→ The input
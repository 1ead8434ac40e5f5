use sql_misconceptions::classifier::catalog::Category;
use sql_misconceptions::classifier::finding::{Confidence, Finding, Location};
use sql_misconceptions::classifier::registry::Emitted;
use sql_misconceptions::config::EngineConfig;
use sql_misconceptions::error::AnalysisError;
use sql_misconceptions::output::aggregator;

mod support;

#[test]
fn missing_join_is_anchored_at_the_unjoined_variable() {
    let outcome = support::analyze(
        &support::analyzer(),
        "SELECT e.ename FROM emp e, dept d, salgrade s WHERE e.deptno = d.deptno",
    );
    let missing: Vec<&Finding> = outcome
        .diagnostics
        .findings
        .iter()
        .filter(|f| f.id == 48)
        .collect();
    assert_eq!(missing.len(), 1, "{:?}", outcome.diagnostics.findings);
    assert_eq!(missing[0].location.snippet, "salgrade s");
    assert_eq!(missing[0].param_value("variable"), Some("s"));
}

#[test]
fn self_join_through_the_manager_key_is_not_a_missing_join() {
    let ids = support::ids("SELECT e.ename FROM emp e, emp m WHERE e.mgr = m.empno");
    assert!(!ids.contains(&48), "{ids:?}");
}

#[test]
fn subsumed_disjunct_is_reported_as_a_simplification() {
    let outcome = support::analyze(
        &support::analyzer(),
        "SELECT ename FROM emp WHERE sal > 500 OR sal > 700",
    );
    let simplification = support::find(&outcome, 82).expect("simplifiable expression");
    assert_eq!(simplification.location.snippet, "sal > 700");
}

#[test]
fn null_in_subquery_is_definite_with_a_sample_and_heuristic_without() {
    let sql = "SELECT ename FROM emp WHERE empno NOT IN (SELECT mgr FROM emp)";

    let sampled = support::analyze(&support::analyzer_with_sample(), sql);
    let finding = support::find(&sampled, 46).expect("NULL in subquery");
    assert_eq!(finding.confidence, Confidence::Definite);
    assert!(!finding.evidence.is_empty());

    let unsampled = support::analyze(&support::analyzer(), sql);
    let finding = support::find(&unsampled, 46).expect("NULL in subquery");
    assert_eq!(finding.confidence, Confidence::Heuristic);
}

#[test]
fn sample_without_nulls_clears_the_subquery() {
    let outcome = support::analyze(
        &support::analyzer_with_sample(),
        "SELECT dname FROM dept WHERE deptno NOT IN (SELECT mgr FROM emp WHERE job = 'SALESMAN')",
    );
    assert!(support::find(&outcome, 46).is_none());
}

#[test]
fn many_duplicates_depend_on_the_threshold() {
    let sql = "SELECT job FROM emp";
    let default = support::analyze(&support::analyzer_with_sample(), sql);
    assert!(support::find(&default, 49).is_none());

    let strict = support::analyzer()
        .with_config(EngineConfig {
            many_duplicates_threshold: 3,
            ..EngineConfig::default()
        })
        .with_sample(Box::new(support::scott_sample()));
    let outcome = support::analyze(&strict, sql);
    let finding = support::find(&outcome, 49).expect("many duplicates");
    assert_eq!(finding.param_value("duplicates"), Some("5"));
}

#[test]
fn repeated_runs_are_identical() {
    let analyzer = support::analyzer_with_sample();
    let sql = "SELECT DISTINCT e.ename, e.ename FROM emp e, dept d \
               WHERE e.sal > 1000 AND e.sal < 500 OR e.comm = NULL";
    let first = support::analyze(&analyzer, sql);
    let second = support::analyze(&analyzer, sql);
    assert_eq!(first, second);
    assert!(!first.diagnostics.findings.is_empty());
}

#[test]
fn findings_are_ordered_by_category_first() {
    let outcome = support::analyze(
        &support::analyzer(),
        "SELECT ename FROM emp WHERE ename LIKE 'KING' AND comm = NULL",
    );
    let categories: Vec<Category> = outcome
        .diagnostics
        .findings
        .iter()
        .map(|f| f.category)
        .collect();
    let mut sorted = categories.clone();
    sorted.sort();
    assert_eq!(categories, sorted);
    assert!(support::find(&outcome, 21).is_some());
    assert!(support::find(&outcome, 88).is_some());
}

#[test]
fn the_same_finding_from_two_checks_is_reported_once() {
    let location = Location::query();
    let emitted = vec![
        Emitted {
            check: "first",
            finding: Finding::semantic(40, location.clone()).param("detail", "x"),
        },
        Emitted {
            check: "second",
            finding: Finding::semantic(40, location).param("detail", "x"),
        },
    ];
    let diagnostics = aggregator::aggregate(emitted, Vec::new()).expect("valid findings");
    assert_eq!(diagnostics.ids(), vec![40]);
}

#[test]
fn reference_solutions_drive_logical_findings() {
    let outcome = support::analyzer()
        .analyze(
            "SELECT ename FROM emp WHERE job = 'CLERK' OR sal > 1000",
            &["SELECT ename FROM emp WHERE job = 'CLERK' AND sal > 1000"],
        )
        .expect("outcome");
    assert_eq!(
        outcome
            .diagnostics
            .findings
            .iter()
            .filter(|f| f.category == Category::Logical)
            .map(|f| f.id)
            .collect::<Vec<_>>(),
        vec![52]
    );
}

#[test]
fn write_statements_are_rejected_per_query() {
    let results = support::analyzer().analyze_batch(
        &["UPDATE emp SET sal = 1", "SELECT dname FROM dept"],
        &[],
    );
    assert!(matches!(results[0], Err(AnalysisError::UnsupportedStatement(_))));
    assert!(results[1].is_ok());
}

#[test]
fn disabled_checks_are_silent() {
    let sql = "SELECT ename FROM emp WHERE comm = NULL";
    assert!(support::ids(sql).contains(&21));
    let quiet = support::analyzer().with_config(EngineConfig {
        disabled_checks: vec![21],
        ..EngineConfig::default()
    });
    assert!(!support::analyze(&quiet, sql).diagnostics.ids().contains(&21));
}

#[test]
fn predicate_findings_quote_the_whole_literal_as_written() {
    let outcome = support::analyze(
        &support::analyzer(),
        "SELECT ename FROM emp WHERE comm IS NOT NULL AND comm > 0",
    );
    let redundant = support::find(&outcome, 45).expect("redundant IS NOT NULL");
    assert_eq!(redundant.location.snippet, "comm IS NOT NULL");
    assert_eq!(redundant.location.span.start_column, 29);
    assert_eq!(redundant.location.span.end_column, 45);

    let outcome = support::analyze(
        &support::analyzer(),
        "SELECT ename FROM emp WHERE comm NOT IN (1, NULL)",
    );
    let contradiction = support::find(&outcome, 40).expect("never true");
    assert_eq!(contradiction.location.snippet, "comm NOT IN (1, NULL)");
    assert_eq!(contradiction.location.span.start_column, 29);
    assert_eq!(contradiction.location.span.end_column, 50);
}

#[test]
fn repeated_conditions_are_simplifications() {
    let outcome = support::analyze(
        &support::analyzer(),
        "SELECT ename FROM emp WHERE deptno = 10 OR deptno = 10",
    );
    let finding = support::find(&outcome, 82).expect("repeated disjunct");
    assert_eq!(
        finding.param_value("detail"),
        Some("`deptno = 10` is already covered by `deptno = 10`")
    );

    let outcome = support::analyze(
        &support::analyzer(),
        "SELECT ename FROM emp WHERE deptno = 10 AND deptno = 10",
    );
    let finding = support::find(&outcome, 82).expect("repeated conjunct");
    assert_eq!(
        finding.param_value("detail"),
        Some("`deptno = 10` is implied by `deptno = 10`")
    );
}

#[test]
fn conditions_that_only_need_a_value_are_not_simplifications() {
    for sql in [
        "SELECT ename FROM emp WHERE sal > 10 AND sal IN (SELECT losal FROM salgrade)",
        "SELECT ename FROM emp WHERE sal > 10 OR sal IN (SELECT losal FROM salgrade)",
        "SELECT e.ename FROM emp e, emp m \
         WHERE e.sal > 1 AND m.sal > 1 AND e.sal = m.sal AND e.mgr = m.empno",
    ] {
        let ids = support::ids(sql);
        assert!(!ids.contains(&82), "{sql}: {ids:?}");
    }
}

→ Problem description
Write down the entries above again. Copy them word for word.

→ Answer to this task
repository 1ead8434ac40e5f5
use sql_misconceptions::classifier::catalog::Category;
use sql_misconceptions::classifier::finding::{Confidence, Finding, Location};
use sql_misconceptions::classifier::registry::Emitted;
use sql_misconceptions::config::EngineConfig;
use sql_misconceptions::error::AnalysisError;
use sql_misconceptions::output::aggregator;

mod support;

#[test]
fn missing_join_is_anchored_at_the_unjoined_variable() {
    let outcome = support::analyze(
        &support::analyzer(),
        "SELECT e.ename FROM emp e, dept d, salgrade s WHERE e.deptno = d.deptno",
    );
    let missing: Vec<&Finding> = outcome
        .diagnostics
        .findings
        .iter()
        .filter(|f| f.id == 48)
        .collect();
    assert_eq!(missing.len(), 1, "{:?}", outcome.diagnostics.findings);
    assert_eq!(missing[0].location.snippet, "salgrade s");
    assert_eq!(missing[0].param_value("variable"), Some("s"));
}

#[test]
fn self_join_through_the_manager_key_is_not_a_missing_join() {
    let ids = support::ids("SELECT e.ename FROM emp e, emp m WHERE e.mgr = m.empno");
    assert!(!ids.contains(&48), "{ids:?}");
}

#[test]
fn subsumed_disjunct_is_reported_as_a_simplification() {
    let outcome = support::analyze(
        &support::analyzer(),
        "SELECT ename FROM emp WHERE sal > 500 OR sal > 700",
    );
    let simplification = support::find(&outcome, 82).expect("simplifiable expression");
    assert_eq!(simplification.location.snippet, "sal > 700");
}

#[test]
fn null_in_subquery_is_definite_with_a_sample_and_heuristic_without() {
    let sql = "SELECT ename FROM emp WHERE empno NOT IN (SELECT mgr FROM emp)";

    let sampled = support::analyze(&support::analyzer_with_sample(), sql);
    let finding = support::find(&sampled, 46).expect("NULL in subquery");
    assert_eq!(finding.confidence, Confidence::Definite);
    assert!(!finding.evidence.is_empty());

    let unsampled = support::analyze(&support::analyzer(), sql);
    let finding = support::find(&unsampled, 46).expect("NULL in subquery");
    assert_eq!(finding.confidence, Confidence::Heuristic);
}

#[test]
fn sample_without_nulls_clears_the_subquery() {
    let outcome = support::analyze(
        &support::analyzer_with_sample(),
        "SELECT dname FROM dept WHERE deptno NOT IN (SELECT mgr FROM emp WHERE job = 'SALESMAN')",
    );
    assert!(support::find(&outcome, 46).is_none());
}

#[test]
fn many_duplicates_depend_on_the_threshold() {
    let sql = "SELECT job FROM emp";
    let default = support::analyze(&support::analyzer_with_sample(), sql);
    assert!(support::find(&default, 49).is_none());

    let strict = support::analyzer()
        .with_config(EngineConfig {
            many_duplicates_threshold: 3,
            ..EngineConfig::default()
        })
        .with_sample(Box::new(support::scott_sample()));
    let outcome = support::analyze(&strict, sql);
    let finding = support::find(&outcome, 49).expect("many duplicates");
    assert_eq!(finding.param_value("duplicates"), Some("5"));
}

#[test]
fn repeated_runs_are_identical() {
    let analyzer = support::analyzer_with_sample();
    let sql = "SELECT DISTINCT e.ename, e.ename FROM emp e, dept d \
               WHERE e.sal > 1000 AND e.sal < 500 OR e.comm = NULL";
    let first = support::analyze(&analyzer, sql);
    let second = support::analyze(&analyzer, sql);
    assert_eq!(first, second);
    assert!(!first.diagnostics.findings.is_empty());
}

#[test]
fn findings_are_ordered_by_category_first() {
    let outcome = support::analyze(
        &support::analyzer(),
        "SELECT ename FROM emp WHERE ename LIKE 'KING' AND comm = NULL",
    );
    let categories: Vec<Category> = outcome
        .diagnostics
        .findings
        .iter()
        .map(|f| f.category)
        .collect();
    let mut sorted = categories.clone();
    sorted.sort();
    assert_eq!(categories, sorted);
    assert!(support::find(&outcome, 21).is_some());
    assert!(support::find(&outcome, 88).is_some());
}

#[test]
fn the_same_finding_from_two_checks_is_reported_once() {
    let location = Location::query();
    let emitted = vec![
        Emitted {
            check: "first",
            finding: Finding::semantic(40, location.clone()).param("detail", "x"),
        },
        Emitted {
            check: "second",
            finding: Finding::semantic(40, location).param("detail", "x"),
        },
    ];
    let diagnostics = aggregator::aggregate(emitted, Vec::new()).expect("valid findings");
    assert_eq!(diagnostics.ids(), vec![40]);
}

#[test]
fn reference_solutions_drive_logical_findings() {
    let outcome = support::analyzer()
        .analyze(
            "SELECT ename FROM emp WHERE job = 'CLERK' OR sal > 1000",
            &["SELECT ename FROM emp WHERE job = 'CLERK' AND sal > 1000"],
        )
        .expect("outcome");
    assert_eq!(
        outcome
            .diagnostics
            .findings
            .iter()
            .filter(|f| f.category == Category::Logical)
            .map(|f| f.id)
            .collect::<Vec<_>>(),
        vec![52]
    );
}

#[test]
fn write_statements_are_rejected_per_query() {
    let results = support::analyzer().analyze_batch(
        &["UPDATE emp SET sal = 1", "SELECT dname FROM dept"],
        &[],
    );
    assert!(matches!(results[0], Err(AnalysisError::UnsupportedStatement(_))));
    assert!(results[1].is_ok());
}

#[test]
fn disabled_checks_are_silent() {
    let sql = "SELECT ename FROM emp WHERE comm = NULL";
    assert!(support::ids(sql).contains(&21));
    let quiet = support::analyzer().with_config(EngineConfig {
        disabled_checks: vec![21],
        ..EngineConfig::default()
    });
    assert!(!support::analyze(&quiet, sql).diagnostics.ids().contains(&21));
}

#[test]
fn predicate_findings_quote_the_whole_literal_as_written() {
    let outcome = support::analyze(
        &support::analyzer(),
        "SELECT ename FROM emp WHERE comm IS NOT NULL AND comm > 0",
    );
    let redundant = support::find(&outcome, 45).expect("redundant IS NOT NULL");
    assert_eq!(redundant.location.snippet, "comm IS NOT NULL");
    assert_eq!(redundant.location.span.start_column, 29);
    assert_eq!(redundant.location.span.end_column, 45);

    let outcome = support::analyze(
        &support::analyzer(),
        "SELECT ename FROM emp WHERE comm NOT IN (1, NULL)",
    );
    let contradiction = support::find(&outcome, 40).expect("never true");
    assert_eq!(contradiction.location.snippet, "comm NOT IN (1, NULL)");
    assert_eq!(contradiction.location.span.start_column, 29);
    assert_eq!(contradiction.location.span.end_column, 50);
}

#[test]
fn repeated_conditions_are_simplifications() {
    let outcome = support::analyze(
        &support::analyzer(),
        "SELECT ename FROM emp WHERE deptno = 10 OR deptno = 10",
    );
    let finding = support::find(&outcome, 82).expect("repeated disjunct");
    assert_eq!(
        finding.param_value("detail"),
        Some("`deptno = 10` is already covered by `deptno = 10`")
    );

    let outcome = support::analyze(
        &support::analyzer(),
        "SELECT ename FROM emp WHERE deptno = 10 AND deptno = 10",
    );
    let finding = support::find(&outcome, 82).expect("repeated conjunct");
    assert_eq!(
        finding.param_value("detail"),
        Some("`deptno = 10` is implied by `deptno = 10`")
    );
}

#[test]
fn conditions_that_only_need_a_value_are_not_simplifications() {
    for sql in [
        "SELECT ename FROM emp WHERE sal > 10 AND sal IN (SELECT losal FROM salgrade)",
        "SELECT ename FROM emp WHERE sal > 10 OR sal IN (SELECT losal FROM salgrade)",
        "SELECT e.ename FROM emp e, emp m \
         WHERE e.sal > 1 AND m.sal > 1 AND e.sal = m.sal AND e.mgr = m.empno",
    ] {
        let ids = support::ids(sql);
        assert!(!ids.contains(&82), "{sql}: {ids:?}");
    }
}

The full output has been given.